Die Fußheberschwäche ist ein sehr weit verbreitetes Symptom bei MS-Erkrankten, das die Gehfähigkeit und damit die Mobilität stark einschränkt. Die funktionelle elektrische Stimulation wird zunehmend auch bei MS erforscht, und zwar zur Behebung der Fußheberschwäche, und zeigte in einer randomisierten, kontrollierten Studie einen Nutzen.[1]

Für die Mobilisierung von Schlaganfallpatienten, die Lähmungen in den Beinen haben, stellt FES einen wichtigen Bestandteil der Rehabilitation dar. Vor 50 Jahren begannen Liberson und Kollegen erstmalig, diese Methode bei Schlaganfallpatienten mit Fußheberschwäche mit Erfolg anzuwenden;[2] inzwischen wird FES bei verschiedenen Erkrankungen mit neurologisch bedingten Lähmungen eingesetzt.

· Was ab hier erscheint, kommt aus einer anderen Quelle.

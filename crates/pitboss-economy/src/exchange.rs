//! Base ↔ derived currency exchange and grants.
//!
//! Trades execute at the quoted price, never refreshing it. Quantities are
//! truncated to the coin's precision. The base side is rounded in the
//! house's favour: buy costs round up, sell proceeds round down.

use std::sync::Arc;

use pitboss_engine::resolve_price;
use pitboss_ledger::{LedgerStore, LedgerTx};
use pitboss_types::{Coin, PitbossError, Result, User, UserId};
use rust_decimal::{Decimal, RoundingStrategy};
use serde::{Deserialize, Serialize};
use tracing::info;

/// Direction of a trade, from the user's side.
#[derive(Debug, Clone, Copy, PartialEq, Eq, Serialize, Deserialize)]
#[serde(rename_all = "lowercase")]
pub enum TradeSide {
    Buy,
    Sell,
}

/// A completed exchange.
#[derive(Debug, Clone, PartialEq, Eq, Serialize, Deserialize)]
pub struct Trade {
    pub user: UserId,
    pub side: TradeSide,
    pub symbol: String,
    /// Derived-coin quantity actually traded.
    pub quantity: Decimal,
    pub price: Decimal,
    /// Base currency paid (buy) or received (sell).
    pub base_amount: Decimal,
}

/// Moves value between the base coin and priced coins.
#[derive(Debug)]
pub struct Exchange<S> {
    store: Arc<S>,
    base_symbol: String,
}

impl<S: LedgerStore> Exchange<S> {
    #[must_use]
    pub fn new(store: Arc<S>, base_symbol: impl Into<String>) -> Self {
        Self {
            store,
            base_symbol: base_symbol.into(),
        }
    }

    /// Buy `quantity` of `symbol` with base currency.
    ///
    /// # Errors
    /// - `InvalidAmount` if the quantity truncates to zero or its cost overflows
    /// - `InvalidInput` when trading the base coin against itself
    /// - `UserNotFound`, `CoinNotFound`
    /// - `InsufficientBalance` if the base wallet cannot cover the cost
    pub fn buy(&self, username: &str, symbol: &str, quantity: Decimal) -> Result<Trade> {
        self.trade(username, symbol, quantity, TradeSide::Buy)
    }

    /// Sell `quantity` of `symbol` for base currency.
    ///
    /// # Errors
    /// As [`Self::buy`], with `InsufficientBalance` on the coin wallet.
    pub fn sell(&self, username: &str, symbol: &str, quantity: Decimal) -> Result<Trade> {
        self.trade(username, symbol, quantity, TradeSide::Sell)
    }

    /// Credit `amount` of any coin to a user.
    ///
    /// # Errors
    /// - `InvalidAmount` if `amount` is not positive or exceeds the coin's precision
    /// - `UserNotFound`, `CoinNotFound`
    pub fn grant(&self, username: &str, symbol: &str, amount: Decimal) -> Result<Decimal> {
        let balance = self.store.transaction(|tx| {
            let user = find_user(&*tx, username)?;
            let coin = find_coin(&*tx, symbol)?;
            if amount <= Decimal::ZERO || !coin.is_representable(amount) {
                return Err(PitbossError::InvalidAmount {
                    reason: format!("cannot grant {amount} {symbol} ({} decimals)", coin.decimals),
                });
            }
            tx.credit(user.id, symbol, amount)
        })?;
        info!(username = %username.trim(), symbol, amount = %amount, "granted");
        Ok(balance)
    }

    fn trade(&self, username: &str, symbol: &str, quantity: Decimal, side: TradeSide) -> Result<Trade> {
        if symbol == self.base_symbol {
            return Err(PitbossError::InvalidInput {
                reason: format!("{symbol} is the base coin"),
            });
        }
        let trade = self.store.transaction(|tx| {
            let user = find_user(&*tx, username)?;
            let coin = find_coin(&*tx, symbol)?;
            let base = find_coin(&*tx, &self.base_symbol)?;

            let quantity = coin.truncate(quantity);
            if quantity <= Decimal::ZERO {
                return Err(PitbossError::InvalidAmount {
                    reason: format!("quantity must be at least one {symbol} unit"),
                });
            }
            let price = resolve_price(&coin);
            let gross = price.checked_mul(quantity).ok_or_else(|| PitbossError::InvalidAmount {
                reason: format!("{quantity} {symbol} at {price} is out of range"),
            })?;
            let base_amount = match side {
                TradeSide::Buy => gross.round_dp_with_strategy(base.decimals, RoundingStrategy::AwayFromZero),
                TradeSide::Sell => gross.round_dp_with_strategy(base.decimals, RoundingStrategy::ToZero),
            };

            settle_trade(tx, &user, &coin, &self.base_symbol, side, quantity, base_amount)?;
            Ok(Trade {
                user: user.id,
                side,
                symbol: coin.symbol,
                quantity,
                price,
                base_amount,
            })
        })?;
        info!(
            username = %username.trim(),
            side = ?trade.side,
            symbol = %trade.symbol,
            quantity = %trade.quantity,
            price = %trade.price,
            base_amount = %trade.base_amount,
            "trade executed"
        );
        Ok(trade)
    }
}

fn settle_trade(
    tx: &mut dyn LedgerTx,
    user: &User,
    coin: &Coin,
    base_symbol: &str,
    side: TradeSide,
    quantity: Decimal,
    base_amount: Decimal,
) -> Result<()> {
    match side {
        TradeSide::Buy => {
            tx.debit(user.id, base_symbol, base_amount)?;
            tx.credit(user.id, &coin.symbol, quantity)?;
        }
        TradeSide::Sell => {
            tx.debit(user.id, &coin.symbol, quantity)?;
            tx.credit(user.id, base_symbol, base_amount)?;
        }
    }
    Ok(())
}

fn find_user(tx: &dyn LedgerTx, username: &str) -> Result<User> {
    tx.user_by_name(username)
        .ok_or_else(|| PitbossError::UserNotFound(username.trim().to_string()))
}

fn find_coin(tx: &dyn LedgerTx, symbol: &str) -> Result<Coin> {
    tx.coin(symbol)
        .ok_or_else(|| PitbossError::CoinNotFound(symbol.to_string()))
}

Durch gezielte Anregung des Peronäusnervs bewirkt sie die Kontraktion derjenigen Muskeln, die für das Anheben des Fußes zuständig sind. Das Prinzip basiert auf einem Schalter, der immer dann einen feinen elektrischen Strom auslöst, wenn beim Gehen der Fuß angehoben werden soll. Dadurch zieht sich der Fußhebermuskel zusammen, so dass der Fuß hochkommt und nicht mehr beim Nachvornesetzen mit den Zehen am Boden hängenbleibt. Das batteriebetriebene Gerät wird wahlweise am Knie oder an der Hüfte befestigt oder einfach in der Tasche getragen und ist mittels Drähten mit den Elektroden verbunden, die unterhalb des Knies aufgeklebt sind. Eine Illustration des Prinzips ist beim Hersteller des in der Studie benutzten Gerätes zu sehen.[3]

Die hier berichtete Studie wurde mit 64 Patienten in England durchgeführt, die aufgrund einer sekundär-progredienten MS an Fußheberschwäche litten. Sie wurden in zwei Gruppen aufgeteilt; die eine Gruppe erhielt 18 Wochen lang Physiotherapie, die andere Gruppe benutzte das FES-Gerät (hier: Odstock dropped foot stimulator (ODFS)). Der Erfolg der beiden Behandlungsmethoden wurde mit einem speziellen Leistungstest (Canadian Occupational Performance Measure (COPM)) und mit den Aufzeichnungen in einem Tagebuch gemessen, in dem die Patienten ihre Stürze dokumentierten.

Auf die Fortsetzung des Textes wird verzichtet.